Items from a dataset
- - - -

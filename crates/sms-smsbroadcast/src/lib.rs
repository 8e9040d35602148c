//! # SmsBroadcast SMS Provider
//!
//! Form-encoded `POST` to the advanced API. The gateway answers with one
//! colon-delimited line per recipient: `OK:<to>:<ref>`, `BAD:<reason>` or
//! `ERROR:<reason>`.

use std::sync::Arc;
use std::time::Duration;

use async_trait::async_trait;
use sms_core::{
    digits_only, require, require_recipient, CredentialResolver, HttpRequest, HttpResponse,
    HttpTransport, OutboundMessage, ProviderAccount, SendTimeout, SmsError, SmsSender,
};
use tracing::{debug, error};

pub const PROVIDER: &str = "SmsBroadcast";

pub const DEFAULT_BASE_URL: &str = "https://api.smsbroadcast.co.uk/api-adv.php";

pub const DEFAULT_TIMEOUT: SendTimeout = SendTimeout::from_secs(10);

/// SmsBroadcast gateway client.
#[derive(Clone)]
pub struct SmsBroadcastSender {
    resolver: Arc<dyn CredentialResolver>,
    transport: Arc<dyn HttpTransport>,
    base_url: String,
    timeout: Duration,
}

impl SmsBroadcastSender {
    pub fn new(resolver: Arc<dyn CredentialResolver>, transport: Arc<dyn HttpTransport>) -> Self {
        Self {
            resolver,
            transport,
            base_url: DEFAULT_BASE_URL.to_string(),
            timeout: DEFAULT_TIMEOUT.as_duration(),
        }
    }

    /// Full endpoint URL, not just a host.
    pub fn with_base_url(mut self, base_url: impl Into<String>) -> Self {
        self.base_url = base_url.into();
        self
    }

    pub fn with_timeout(mut self, timeout: SendTimeout) -> Self {
        self.timeout = timeout.as_duration();
        self
    }

    fn build_request(
        &self,
        account: &ProviderAccount,
        message: &OutboundMessage,
        to: &str,
    ) -> Result<HttpRequest, SmsError> {
        let username = require(account.account_id.as_deref(), PROVIDER, "username")?;
        let password = require(account.secret.as_deref(), PROVIDER, "password")?;
        let to = digits_only(require_recipient(to)?);

        let mut form = vec![
            ("username", username),
            ("password", password),
            ("to", to.as_str()),
            ("message", message.body()),
        ];
        if let Some(from) = message.from() {
            form.push(("from", from));
        }
        let body = serde_urlencoded::to_string(form)
            .map_err(|e| SmsError::Invalid(format!("form encode: {}", e)))?;

        let url = account
            .base_url()
            .unwrap_or_else(|| self.base_url.trim_end_matches('/'));
        let timeout = account
            .send_timeout
            .map(SendTimeout::as_duration)
            .unwrap_or(self.timeout);

        Ok(HttpRequest::post(url)
            .header("Content-Type", "application/x-www-form-urlencoded")
            .body(body)
            .timeout(Some(timeout)))
    }
}

/// Interpret the first line of the gateway answer.
fn check_response(res: &HttpResponse) -> Result<(), SmsError> {
    let body = res.payload();
    debug!("SmsBroadcast: {} {}", res.status, body);

    let line = body.lines().map(str::trim).find(|l| !l.is_empty()).unwrap_or("");
    let (verdict, rest) = line.split_once(':').unwrap_or((line, ""));

    match verdict.trim() {
        "OK" => {
            let reference = rest.rsplit(':').next().unwrap_or("").trim();
            debug!("SmsBroadcast SMS sending successful. Reference: {}", reference);
            Ok(())
        }
        "BAD" | "ERROR" => {
            let reason = rest.trim();
            error!("SmsBroadcast SMS sending error. Reason: {}", reason);
            Err(SmsError::provider(PROVIDER, None, Some(reason.to_string())))
        }
        _ => {
            error!("SmsBroadcast unexpected response: {} {}", res.status, body);
            Err(SmsError::provider(
                PROVIDER,
                Some(i64::from(res.status)),
                Some(format!("unexpected response: {}", line)),
            ))
        }
    }
}

#[async_trait]
impl SmsSender for SmsBroadcastSender {
    fn provider(&self) -> &'static str {
        PROVIDER
    }

    async fn send_to_number(&self, message: &OutboundMessage, to: &str) -> Result<(), SmsError> {
        let account = self.resolver.resolve(PROVIDER)?;
        let request = self.build_request(&account, message, to)?;

        let res = self
            .transport
            .execute(request)
            .await
            .map_err(|e| e.into_sms_error(PROVIDER))?;

        check_response(&res)
    }
}
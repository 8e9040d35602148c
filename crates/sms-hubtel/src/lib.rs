//! # Hubtel SMS Provider
//!
//! Sends messages through the Hubtel `/v1/messages/send` endpoint. Credentials
//! travel as query parameters on a `GET` request.
//!
//! ## Example
//!
//! ```rust,ignore
//! use std::sync::Arc;
//! use sms_core::{OutboundMessage, ProviderAccount, ReqwestTransport, SmsSender, StaticResolver};
//! use sms_hubtel::HubtelSender;
//!
//! let resolver = StaticResolver::new()
//!     .with("Hubtel", ProviderAccount::new("client-id", "client-secret").with_sender("ACME"));
//! let sender = HubtelSender::new(Arc::new(resolver), Arc::new(ReqwestTransport::new()));
//! sender.send(&OutboundMessage::new("Hello from Hubtel!", ["233201234567"])).await?;
//! ```

use std::sync::Arc;
use std::time::Duration;

use async_trait::async_trait;
use serde::{Deserialize, Serialize};
use sms_core::{
    require, require_recipient, CredentialResolver, HttpRequest, HttpResponse, HttpTransport,
    OutboundMessage, ProviderAccount, SendTimeout, SmsError, SmsSender,
};
use tracing::{debug, error, info};

pub const PROVIDER: &str = "Hubtel";

pub const DEFAULT_BASE_URL: &str = "https://devp-sms03726-api.hubtel.com";

/// How a Hubtel answer is judged.
#[derive(Debug, Clone, Copy, Default, PartialEq, Eq, Serialize, Deserialize)]
#[serde(rename_all = "lowercase")]
pub enum ResponseCheck {
    /// Any answer counts as delivered; only transport errors fail.
    Legacy,
    /// HTTP 201 with `status == 0` in the JSON body.
    #[default]
    Current,
}

/// Hubtel gateway client.
#[derive(Clone)]
pub struct HubtelSender {
    resolver: Arc<dyn CredentialResolver>,
    transport: Arc<dyn HttpTransport>,
    /// API base URL; the account's `base_url` takes precedence.
    base_url: String,
    timeout: Option<Duration>,
    check: ResponseCheck,
}

impl HubtelSender {
    pub fn new(resolver: Arc<dyn CredentialResolver>, transport: Arc<dyn HttpTransport>) -> Self {
        Self {
            resolver,
            transport,
            base_url: DEFAULT_BASE_URL.to_string(),
            timeout: None,
            check: ResponseCheck::default(),
        }
    }

    pub fn with_base_url(mut self, base_url: impl Into<String>) -> Self {
        self.base_url = base_url.into();
        self
    }

    /// Default timeout when the account sets none. Hubtel calls are unbounded otherwise.
    pub fn with_timeout(mut self, timeout: SendTimeout) -> Self {
        self.timeout = Some(timeout.as_duration());
        self
    }

    pub fn with_response_check(mut self, check: ResponseCheck) -> Self {
        self.check = check;
        self
    }

    fn build_request(
        &self,
        account: &ProviderAccount,
        message: &OutboundMessage,
        to: &str,
    ) -> Result<HttpRequest, SmsError> {
        let client_id = require(account.account_id.as_deref(), PROVIDER, "client ID")?;
        let client_secret = require(account.secret.as_deref(), PROVIDER, "client secret")?;
        let to = require_recipient(to)?;
        let from = message
            .from()
            .or(account.sender.as_deref().filter(|s| !s.is_empty()))
            .ok_or(SmsError::MissingSender { provider: PROVIDER })?;

        let query = serde_urlencoded::to_string(vec![
            ("clientid", client_id),
            ("clientsecret", client_secret),
            ("from", from),
            ("to", to),
            ("content", message.body()),
        ])
        .map_err(|e| SmsError::Invalid(format!("query encode: {}", e)))?;

        let base_url = account
            .base_url()
            .unwrap_or_else(|| self.base_url.trim_end_matches('/'));
        let timeout = account
            .send_timeout
            .map(SendTimeout::as_duration)
            .or(self.timeout);

        Ok(HttpRequest::get(format!("{}/v1/messages/send?{}", base_url, query)).timeout(timeout))
    }

    fn check_response(&self, res: &HttpResponse) -> Result<(), SmsError> {
        debug!("Hubtel: {} {}", res.status, res.body);

        if self.check == ResponseCheck::Legacy {
            return Ok(());
        }

        let parsed = serde_json::from_str::<HubtelSendResponse>(res.payload()).ok();
        let status = parsed.as_ref().and_then(|p| p.status);

        if res.status == 201 && status == Some(0) {
            if let Some(id) = parsed.as_ref().and_then(|p| p.message_id.as_deref()) {
                info!("Hubtel SMS accepted with message id {}", id);
            }
            return Ok(());
        }

        let reason = parsed.and_then(|p| p.message);
        error!(
            "Hubtel SMS sending error. HTTP {}: {}",
            res.status,
            reason.as_deref().unwrap_or(&res.body)
        );
        Err(SmsError::provider(
            PROVIDER,
            Some(status.unwrap_or(i64::from(res.status))),
            reason,
        ))
    }
}

#[derive(Debug, Deserialize)]
struct HubtelSendResponse {
    #[serde(alias = "Status")]
    status: Option<i64>,
    #[serde(alias = "Message")]
    message: Option<String>,
    #[serde(rename = "messageId", alias = "MessageId")]
    message_id: Option<String>,
}

#[async_trait]
impl SmsSender for HubtelSender {
    fn provider(&self) -> &'static str {
        PROVIDER
    }

    async fn send_to_number(&self, message: &OutboundMessage, to: &str) -> Result<(), SmsError> {
        let account = self.resolver.resolve(PROVIDER)?;
        let request = self.build_request(&account, message, to)?;

        let res = self
            .transport
            .execute(request)
            .await
            .map_err(|e| {
                error!("Hubtel transport failure: {}", e);
                e.into_sms_error(PROVIDER)
            })?;

        self.check_response(&res)
    }
}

- - - -

This exercise requires the lines of the entries containing the string "reference".

            let reference = rest.rsplit(':').next().unwrap_or("").trim();
            debug!("SmsBroadcast SMS sending successful. Reference: {}", reference);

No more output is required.